What this task involves - Repeat the data exactly as it stands.

(Stored items)
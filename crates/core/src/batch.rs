//! Batch stock checks.
//!
//! Evaluates an ordered list of (product id, quantity) requests: each
//! product is resolved through the injected lookup, run through the rule
//! evaluator with the injected clock's date, and collected back in request
//! order alongside an aggregate availability summary.

use async_trait::async_trait;
use serde::{Deserialize, Serialize};

use crate::clock::Clock;
use crate::domain::stock::{ProductId, StockItem};
use crate::errors::{RequestValidationError, StockLookupError};
use crate::rules::{StockRuleEvaluator, StockValidationResult};

/// One stock-check request after boundary validation.
#[derive(Clone, Debug, PartialEq, Eq, Serialize, Deserialize)]
pub struct StockCheckRequest {
    pub product_id: ProductId,
    pub quantity: u32,
}

/// Request shape as a transport hands it over: quantity still signed,
/// product id not yet checked for emptiness.
#[derive(Clone, Debug, PartialEq, Eq, Serialize, Deserialize)]
pub struct RawStockCheckRequest {
    pub product_id: String,
    pub quantity: i64,
}

/// Validates a raw request list, reporting the first offending entry with
/// its position. Product ids are trimmed; blank ids and quantities outside
/// `0..=u32::MAX` are caller contract violations.
pub fn validate_requests(
    raw: &[RawStockCheckRequest],
) -> Result<Vec<StockCheckRequest>, RequestValidationError> {
    raw.iter().enumerate().map(|(index, entry)| validate_request(index, entry)).collect()
}

fn validate_request(
    index: usize,
    raw: &RawStockCheckRequest,
) -> Result<StockCheckRequest, RequestValidationError> {
    let product_id = raw.product_id.trim();
    if product_id.is_empty() {
        return Err(RequestValidationError::EmptyProductId { index });
    }

    if raw.quantity < 0 {
        return Err(RequestValidationError::NegativeQuantity {
            index,
            product_id: product_id.to_string(),
            quantity: raw.quantity,
        });
    }

    let quantity = u32::try_from(raw.quantity).map_err(|_| {
        RequestValidationError::QuantityTooLarge {
            index,
            product_id: product_id.to_string(),
            quantity: raw.quantity,
        }
    })?;

    Ok(StockCheckRequest { product_id: ProductId(product_id.to_string()), quantity })
}

#[derive(Clone, Debug, PartialEq, Eq, Serialize, Deserialize)]
pub struct CheckedItem {
    pub product_id: ProductId,
    pub validation: StockValidationResult,
}

#[derive(Clone, Debug, PartialEq, Eq, Serialize, Deserialize)]
pub struct BatchError {
    pub product_id: ProductId,
    pub message: String,
}

#[derive(Clone, Copy, Debug, Default, PartialEq, Eq, Serialize, Deserialize)]
pub struct BatchSummary {
    pub total_items: usize,
    pub available_items: usize,
    pub unavailable_items: usize,
}

/// Batch outcome. `success` stays true through item-level misses; it turns
/// false only when the lookup backend faults, in which case `items` is
/// empty, `errors` holds one synthetic entry and `summary` is `None`.
#[derive(Clone, Debug, PartialEq, Eq, Serialize, Deserialize)]
pub struct BatchResult {
    pub success: bool,
    pub items: Vec<CheckedItem>,
    pub errors: Vec<BatchError>,
    pub summary: Option<BatchSummary>,
}

/// Inventory lookup collaborator. `Ok(None)` is an ordinary miss recorded
/// in the batch's `errors`; `Err` is the unexpected-fault channel that
/// aborts the batch.
#[async_trait]
pub trait StockItemLookup: Send + Sync {
    async fn get_by_product_id(
        &self,
        product_id: &ProductId,
    ) -> Result<Option<StockItem>, StockLookupError>;
}

pub struct BatchStockChecker<L, E, C> {
    lookup: L,
    evaluator: E,
    clock: C,
}

impl<L, E, C> BatchStockChecker<L, E, C> {
    pub fn new(lookup: L, evaluator: E, clock: C) -> Self {
        Self { lookup, evaluator, clock }
    }
}

impl<L, E, C> BatchStockChecker<L, E, C>
where
    L: StockItemLookup,
    E: StockRuleEvaluator,
    C: Clock,
{
    /// Runs the whole batch. Infallible by contract: item-level misses are
    /// data, and a backend fault is folded into the `success=false` shape
    /// rather than propagated.
    pub async fn execute(&self, requests: &[StockCheckRequest]) -> BatchResult {
        let today = self.clock.today();
        let mut items = Vec::with_capacity(requests.len());
        let mut errors = Vec::new();

        // Lookups are awaited in request order, which keeps `items` aligned
        // with input positions no matter how the backend schedules I/O.
        for request in requests {
            match self.lookup.get_by_product_id(&request.product_id).await {
                Ok(Some(item)) => {
                    let validation = self.evaluator.evaluate(&item, request.quantity, today);
                    items.push(CheckedItem {
                        product_id: request.product_id.clone(),
                        validation,
                    });
                }
                Ok(None) => {
                    errors.push(BatchError {
                        product_id: request.product_id.clone(),
                        message: "Product not found".to_string(),
                    });
                }
                Err(error) => {
                    return BatchResult {
                        success: false,
                        items: Vec::new(),
                        errors: vec![BatchError {
                            product_id: request.product_id.clone(),
                            message: format!("Unexpected error: {error}"),
                        }],
                        summary: None,
                    };
                }
            }
        }

        let summary = summarize(&items);
        BatchResult { success: true, items, errors, summary: Some(summary) }
    }
}

/// Counts are taken from resolved items only; unresolved products sit in
/// `errors` and are neither available nor unavailable.
fn summarize(items: &[CheckedItem]) -> BatchSummary {
    let available_items = items.iter().filter(|item| item.validation.is_available).count();
    BatchSummary {
        total_items: items.len(),
        available_items,
        unavailable_items: items.len() - available_items,
    }
}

Solution for this problem -
filename crates/core/src/batch.rs
//! Batch stock checks.
//!
//! Evaluates an ordered list of (product id, quantity) requests: each
//! product is resolved through the injected lookup, run through the rule
//! evaluator with the injected clock's date, and collected back in request
//! order alongside an aggregate availability summary.

use async_trait::async_trait;
use serde::{Deserialize, Serialize};

use crate::clock::Clock;
use crate::domain::stock::{ProductId, StockItem};
use crate::errors::{RequestValidationError, StockLookupError};
use crate::rules::{StockRuleEvaluator, StockValidationResult};

/// One stock-check request after boundary validation.
#[derive(Clone, Debug, PartialEq, Eq, Serialize, Deserialize)]
pub struct StockCheckRequest {
    pub product_id: ProductId,
    pub quantity: u32,
}

/// Request shape as a transport hands it over: quantity still signed,
/// product id not yet checked for emptiness.
#[derive(Clone, Debug, PartialEq, Eq, Serialize, Deserialize)]
pub struct RawStockCheckRequest {
    pub product_id: String,
    pub quantity: i64,
}

/// Validates a raw request list, reporting the first offending entry with
/// its position. Product ids are trimmed; blank ids and quantities outside
/// `0..=u32::MAX` are caller contract violations.
pub fn validate_requests(
    raw: &[RawStockCheckRequest],
) -> Result<Vec<StockCheckRequest>, RequestValidationError> {
    raw.iter().enumerate().map(|(index, entry)| validate_request(index, entry)).collect()
}

fn validate_request(
    index: usize,
    raw: &RawStockCheckRequest,
) -> Result<StockCheckRequest, RequestValidationError> {
    let product_id = raw.product_id.trim();
    if product_id.is_empty() {
        return Err(RequestValidationError::EmptyProductId { index });
    }

    if raw.quantity < 0 {
        return Err(RequestValidationError::NegativeQuantity {
            index,
            product_id: product_id.to_string(),
            quantity: raw.quantity,
        });
    }

    let quantity = u32::try_from(raw.quantity).map_err(|_| {
        RequestValidationError::QuantityTooLarge {
            index,
            product_id: product_id.to_string(),
            quantity: raw.quantity,
        }
    })?;

    Ok(StockCheckRequest { product_id: ProductId(product_id.to_string()), quantity })
}

#[derive(Clone, Debug, PartialEq, Eq, Serialize, Deserialize)]
pub struct CheckedItem {
    pub product_id: ProductId,
    pub validation: StockValidationResult,
}

#[derive(Clone, Debug, PartialEq, Eq, Serialize, Deserialize)]
pub struct BatchError {
    pub product_id: ProductId,
    pub message: String,
}

#[derive(Clone, Copy, Debug, Default, PartialEq, Eq, Serialize, Deserialize)]
pub struct BatchSummary {
    pub total_items: usize,
    pub available_items: usize,
    pub unavailable_items: usize,
}

/// Batch outcome. `success` stays true through item-level misses; it turns
/// false only when the lookup backend faults, in which case `items` is
/// empty, `errors` holds one synthetic entry and `summary` is `None`.
#[derive(Clone, Debug, PartialEq, Eq, Serialize, Deserialize)]
pub struct BatchResult {
    pub success: bool,
    pub items: Vec<CheckedItem>,
    pub errors: Vec<BatchError>,
    pub summary: Option<BatchSummary>,
}

/// Inventory lookup collaborator. `Ok(None)` is an ordinary miss recorded
/// in the batch's `errors`; `Err` is the unexpected-fault channel that
/// aborts the batch.
#[async_trait]
pub trait StockItemLookup: Send + Sync {
    async fn get_by_product_id(
        &self,
        product_id: &ProductId,
    ) -> Result<Option<StockItem>, StockLookupError>;
}

pub struct BatchStockChecker<L, E, C> {
    lookup: L,
    evaluator: E,
    clock: C,
}

impl<L, E, C> BatchStockChecker<L, E, C> {
    pub fn new(lookup: L, evaluator: E, clock: C) -> Self {
        Self { lookup, evaluator, clock }
    }
}

impl<L, E, C> BatchStockChecker<L, E, C>
where
    L: StockItemLookup,
    E: StockRuleEvaluator,
    C: Clock,
{
    /// Runs the whole batch. Infallible by contract: item-level misses are
    /// data, and a backend fault is folded into the `success=false` shape
    /// rather than propagated.
    pub async fn execute(&self, requests: &[StockCheckRequest]) -> BatchResult {
        let today = self.clock.today();
        let mut items = Vec::with_capacity(requests.len());
        let mut errors = Vec::new();

        // Lookups are awaited in request order, which keeps `items` aligned
        // with input positions no matter how the backend schedules I/O.
        for request in requests {
            match self.lookup.get_by_product_id(&request.product_id).await {
                Ok(Some(item)) => {
                    let validation = self.evaluator.evaluate(&item, request.quantity, today);
                    items.push(CheckedItem {
                        product_id: request.product_id.clone(),
                        validation,
                    });
                }
                Ok(None) => {
                    errors.push(BatchError {
                        product_id: request.product_id.clone(),
                        message: "Product not found".to_string(),
                    });
                }
                Err(error) => {
                    return BatchResult {
                        success: false,
                        items: Vec::new(),
                        errors: vec![BatchError {
                            product_id: request.product_id.clone(),
                            message: format!("Unexpected error: {error}"),
                        }],
                        summary: None,
                    };
                }
            }
        }

        let summary = summarize(&items);
        BatchResult { success: true, items, errors, summary: Some(summary) }
    }
}

/// Counts are taken from resolved items only; unresolved products sit in
/// `errors` and are neither available nor unavailable.
fn summarize(items: &[CheckedItem]) -> BatchSummary {
    let available_items = items.iter().filter(|item| item.validation.is_available).count();
    BatchSummary {
        total_items: items.len(),
        available_items,
        unavailable_items: items.len() - available_items,
    }
}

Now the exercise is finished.